**Task to complete:** From the first record below to the last, retype each one exactly.

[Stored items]
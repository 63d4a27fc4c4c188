//! Rhythm analysis over second-scale horizons: onset detection, tempo
//! estimation, periodicity, and call-sequence/syllable descriptors.
//!
//! Onset detection runs in one of two flavors: full spectral flux, or a fast
//! energy-difference path for short clips and real-time use. Autocorrelation
//! effort is governed by [`AutocorrMode`]; the lag caps and stride
//! decimation keep worst-case latency bounded on short clips.

use crate::config::{AutocorrMode, CadenceConfig};
use crate::error::{EngineError, Result};
use rustfft::num_complex::Complex32;
use rustfft::{Fft, FftPlanner};
use serde::Serialize;
use std::collections::BTreeMap;
use std::sync::Arc;

/// Floor on the derived frame size in samples.
const MIN_FRAME_SAMPLES: usize = 384;
/// Floor on the derived hop size in samples.
const MIN_HOP_SAMPLES: usize = 192;
/// Inter-onset-interval histogram bin width in seconds.
const IOI_BIN_SECS: f32 = 0.05;

/// Autocorrelation-derived periodicity descriptors.
#[derive(Debug, Clone, Default, Serialize)]
#[serde(rename_all = "camelCase")]
pub struct PeriodicityMeasures {
    /// Strongest autocorrelation period, seconds.
    pub dominant_period_secs: f32,
    /// Strength of the dominant period in `[0, 1]`.
    pub periodicity_strength: f32,
    /// Raw height of the best autocorrelation peak.
    pub autocorrelation_peak: f32,
    /// Periods within the configured range, strongest first.
    pub periods_secs: Vec<f32>,
    /// Strengths matching `periods_secs`.
    pub period_strengths: Vec<f32>,
}

/// Interval-statistics descriptors of the onset train.
#[derive(Debug, Clone, Default, Serialize)]
#[serde(rename_all = "camelCase")]
pub struct RhythmicFeatures {
    /// `1 / (1 + interval variance)` — higher is steadier.
    pub regularity: f32,
    /// Unique 10 ms-quantized intervals over total intervals.
    pub complexity: f32,
    /// `1 - regularity`.
    pub syncopation: f32,
    /// Complexity when it exceeds 0.5, else 0.
    pub polyrhythm: f32,
    /// `regularity × complexity`.
    pub groove: f32,
}

/// Call-sequence descriptors derived from onsets.
#[derive(Debug, Clone, Default, Serialize)]
#[serde(rename_all = "camelCase")]
pub struct CallSequence {
    /// Onset times, seconds from window start.
    pub call_onsets_secs: Vec<f32>,
    /// Number of detected calls.
    pub num_calls: usize,
    /// Calls per second over the sequence span.
    pub call_rate_hz: f32,
    /// First-to-last onset span, seconds.
    pub sequence_duration_secs: f32,
    /// Estimated call durations (70% of the following interval, capped at
    /// 2 s; 0.5 s for the final call).
    pub call_durations_secs: Vec<f32>,
    /// Silence between the end of one call and the next onset.
    pub inter_call_intervals_secs: Vec<f32>,
}

/// Syllable-level descriptors (onsets re-read as syllable boundaries).
#[derive(Debug, Clone, Default, Serialize)]
#[serde(rename_all = "camelCase")]
pub struct SyllableAnalysis {
    /// Syllable onset times, seconds.
    pub syllable_onsets_secs: Vec<f32>,
    /// Estimated durations (80% of the following interval; 0.3 s default
    /// for the final syllable).
    pub syllable_durations_secs: Vec<f32>,
    /// Mean syllable duration, seconds.
    pub avg_syllable_duration_secs: f32,
    /// Syllables per second over the sequence span.
    pub syllable_rate_hz: f32,
    /// `1 / (1 + 10 × duration variance)` — higher is more speech-like.
    pub speech_rhythm: f32,
}

/// Full per-window cadence analysis result.
#[derive(Debug, Clone, Default, Serialize)]
#[serde(rename_all = "camelCase")]
pub struct CadenceProfile {
    /// Seconds of audio processed before this window.
    pub timestamp_secs: f32,
    /// Estimated tempo in BPM, clamped to the configured range; 0 when no
    /// estimate was possible.
    pub estimated_tempo_bpm: f32,
    /// Confidence of the tempo estimate in `[0, 1]`.
    pub tempo_confidence: f32,
    /// Beat times (onset-derived), seconds.
    pub beat_times_secs: Vec<f32>,
    /// Per-beat strengths (uniform in this implementation).
    pub beat_strengths: Vec<f32>,
    /// Intervals between successive beats, seconds.
    pub inter_beat_intervals_secs: Vec<f32>,
    /// Call-sequence descriptors.
    pub sequence: CallSequence,
    /// Periodicity descriptors.
    pub periodicity: PeriodicityMeasures,
    /// Rhythmic interval statistics.
    pub rhythm: RhythmicFeatures,
    /// Syllable descriptors, present only when syllable analysis is enabled.
    pub syllables: Option<SyllableAnalysis>,
    /// Weighted overall rhythm score in `[0, 1]`.
    pub overall_rhythm_score: f32,
    /// Composite confidence in `[0, 1]`.
    pub confidence: f32,
    /// Whether the overall rhythm score exceeds 0.6.
    pub has_strong_rhythm: bool,
}

/// Observable processing counters.
#[derive(Debug, Clone, Copy, Default, Serialize)]
#[serde(rename_all = "camelCase")]
pub struct CadenceStats {
    /// One-shot analysis windows completed.
    pub analysis_calls: u64,
    /// Hop-advanced frames consumed via streaming.
    pub streaming_frames: u64,
    /// Flux frames computed in the last detection pass.
    pub spectral_flux_frames: usize,
    /// Peak-picking loop iterations in the last pass.
    pub onset_loop_iterations: usize,
    /// Onsets produced by the last pass.
    pub onsets_detected: usize,
    /// Maximum lag evaluated by the last autocorrelation.
    pub autocorr_max_lag: usize,
    /// Autocorrelation peaks found in the last pass.
    pub autocorr_peaks: usize,
    /// Sample count of the last analysis window.
    pub last_audio_samples: usize,
    /// Derived frame size, samples.
    pub frame_size: usize,
    /// Derived hop size, samples.
    pub hop_size: usize,
}

/// Sliding-window rhythm analyzer.
pub struct CadenceAnalyzer {
    config: CadenceConfig,
    sample_rate: f32,
    frame_size: usize,
    hop_size: usize,
    buffer: Vec<f32>,
    /// Normalized onset-detection function from the last pass.
    flux: Vec<f32>,
    prev_spectrum: Vec<f32>,
    /// Raw frame energies (for the energy-based onset fallback).
    frame_energies: Vec<f32>,
    beat_state: Vec<f32>,
    fft: Arc<dyn Fft<f32>>,
    fft_buf: Vec<Complex32>,
    spectrum_scratch: Vec<f32>,
    current: Option<CadenceProfile>,
    stats: CadenceStats,
}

**Solution to this problem:**
repository 63d4a27fc4c4c188
//! Rhythm analysis over second-scale horizons: onset detection, tempo
//! estimation, periodicity, and call-sequence/syllable descriptors.
//!
//! Onset detection runs in one of two flavors: full spectral flux, or a fast
//! energy-difference path for short clips and real-time use. Autocorrelation
//! effort is governed by [`AutocorrMode`]; the lag caps and stride
//! decimation keep worst-case latency bounded on short clips.

use crate::config::{AutocorrMode, CadenceConfig};
use crate::error::{EngineError, Result};
use rustfft::num_complex::Complex32;
use rustfft::{Fft, FftPlanner};
use serde::Serialize;
use std::collections::BTreeMap;
use std::sync::Arc;

/// Floor on the derived frame size in samples.
const MIN_FRAME_SAMPLES: usize = 384;
/// Floor on the derived hop size in samples.
const MIN_HOP_SAMPLES: usize = 192;
/// Inter-onset-interval histogram bin width in seconds.
const IOI_BIN_SECS: f32 = 0.05;

/// Autocorrelation-derived periodicity descriptors.
#[derive(Debug, Clone, Default, Serialize)]
#[serde(rename_all = "camelCase")]
pub struct PeriodicityMeasures {
    /// Strongest autocorrelation period, seconds.
    pub dominant_period_secs: f32,
    /// Strength of the dominant period in `[0, 1]`.
    pub periodicity_strength: f32,
    /// Raw height of the best autocorrelation peak.
    pub autocorrelation_peak: f32,
    /// Periods within the configured range, strongest first.
    pub periods_secs: Vec<f32>,
    /// Strengths matching `periods_secs`.
    pub period_strengths: Vec<f32>,
}

/// Interval-statistics descriptors of the onset train.
#[derive(Debug, Clone, Default, Serialize)]
#[serde(rename_all = "camelCase")]
pub struct RhythmicFeatures {
    /// `1 / (1 + interval variance)` — higher is steadier.
    pub regularity: f32,
    /// Unique 10 ms-quantized intervals over total intervals.
    pub complexity: f32,
    /// `1 - regularity`.
    pub syncopation: f32,
    /// Complexity when it exceeds 0.5, else 0.
    pub polyrhythm: f32,
    /// `regularity × complexity`.
    pub groove: f32,
}

/// Call-sequence descriptors derived from onsets.
#[derive(Debug, Clone, Default, Serialize)]
#[serde(rename_all = "camelCase")]
pub struct CallSequence {
    /// Onset times, seconds from window start.
    pub call_onsets_secs: Vec<f32>,
    /// Number of detected calls.
    pub num_calls: usize,
    /// Calls per second over the sequence span.
    pub call_rate_hz: f32,
    /// First-to-last onset span, seconds.
    pub sequence_duration_secs: f32,
    /// Estimated call durations (70% of the following interval, capped at
    /// 2 s; 0.5 s for the final call).
    pub call_durations_secs: Vec<f32>,
    /// Silence between the end of one call and the next onset.
    pub inter_call_intervals_secs: Vec<f32>,
}

/// Syllable-level descriptors (onsets re-read as syllable boundaries).
#[derive(Debug, Clone, Default, Serialize)]
#[serde(rename_all = "camelCase")]
pub struct SyllableAnalysis {
    /// Syllable onset times, seconds.
    pub syllable_onsets_secs: Vec<f32>,
    /// Estimated durations (80% of the following interval; 0.3 s default
    /// for the final syllable).
    pub syllable_durations_secs: Vec<f32>,
    /// Mean syllable duration, seconds.
    pub avg_syllable_duration_secs: f32,
    /// Syllables per second over the sequence span.
    pub syllable_rate_hz: f32,
    /// `1 / (1 + 10 × duration variance)` — higher is more speech-like.
    pub speech_rhythm: f32,
}

/// Full per-window cadence analysis result.
#[derive(Debug, Clone, Default, Serialize)]
#[serde(rename_all = "camelCase")]
pub struct CadenceProfile {
    /// Seconds of audio processed before this window.
    pub timestamp_secs: f32,
    /// Estimated tempo in BPM, clamped to the configured range; 0 when no
    /// estimate was possible.
    pub estimated_tempo_bpm: f32,
    /// Confidence of the tempo estimate in `[0, 1]`.
    pub tempo_confidence: f32,
    /// Beat times (onset-derived), seconds.
    pub beat_times_secs: Vec<f32>,
    /// Per-beat strengths (uniform in this implementation).
    pub beat_strengths: Vec<f32>,
    /// Intervals between successive beats, seconds.
    pub inter_beat_intervals_secs: Vec<f32>,
    /// Call-sequence descriptors.
    pub sequence: CallSequence,
    /// Periodicity descriptors.
    pub periodicity: PeriodicityMeasures,
    /// Rhythmic interval statistics.
    pub rhythm: RhythmicFeatures,
    /// Syllable descriptors, present only when syllable analysis is enabled.
    pub syllables: Option<SyllableAnalysis>,
    /// Weighted overall rhythm score in `[0, 1]`.
    pub overall_rhythm_score: f32,
    /// Composite confidence in `[0, 1]`.
    pub confidence: f32,
    /// Whether the overall rhythm score exceeds 0.6.
    pub has_strong_rhythm: bool,
}

/// Observable processing counters.
#[derive(Debug, Clone, Copy, Default, Serialize)]
#[serde(rename_all = "camelCase")]
pub struct CadenceStats {
    /// One-shot analysis windows completed.
    pub analysis_calls: u64,
    /// Hop-advanced frames consumed via streaming.
    pub streaming_frames: u64,
    /// Flux frames computed in the last detection pass.
    pub spectral_flux_frames: usize,
    /// Peak-picking loop iterations in the last pass.
    pub onset_loop_iterations: usize,
    /// Onsets produced by the last pass.
    pub onsets_detected: usize,
    /// Maximum lag evaluated by the last autocorrelation.
    pub autocorr_max_lag: usize,
    /// Autocorrelation peaks found in the last pass.
    pub autocorr_peaks: usize,
    /// Sample count of the last analysis window.
    pub last_audio_samples: usize,
    /// Derived frame size, samples.
    pub frame_size: usize,
    /// Derived hop size, samples.
    pub hop_size: usize,
}

/// Sliding-window rhythm analyzer.
pub struct CadenceAnalyzer {
    config: CadenceConfig,
    sample_rate: f32,
    frame_size: usize,
    hop_size: usize,
    buffer: Vec<f32>,
    /// Normalized onset-detection function from the last pass.
    flux: Vec<f32>,
    prev_spectrum: Vec<f32>,
    /// Raw frame energies (for the energy-based onset fallback).
    frame_energies: Vec<f32>,
    beat_state: Vec<f32>,
    fft: Arc<dyn Fft<f32>>,
    fft_buf: Vec<Complex32>,
    spectrum_scratch: Vec<f32>,
    current: Option<CadenceProfile>,
    stats: CadenceStats,
}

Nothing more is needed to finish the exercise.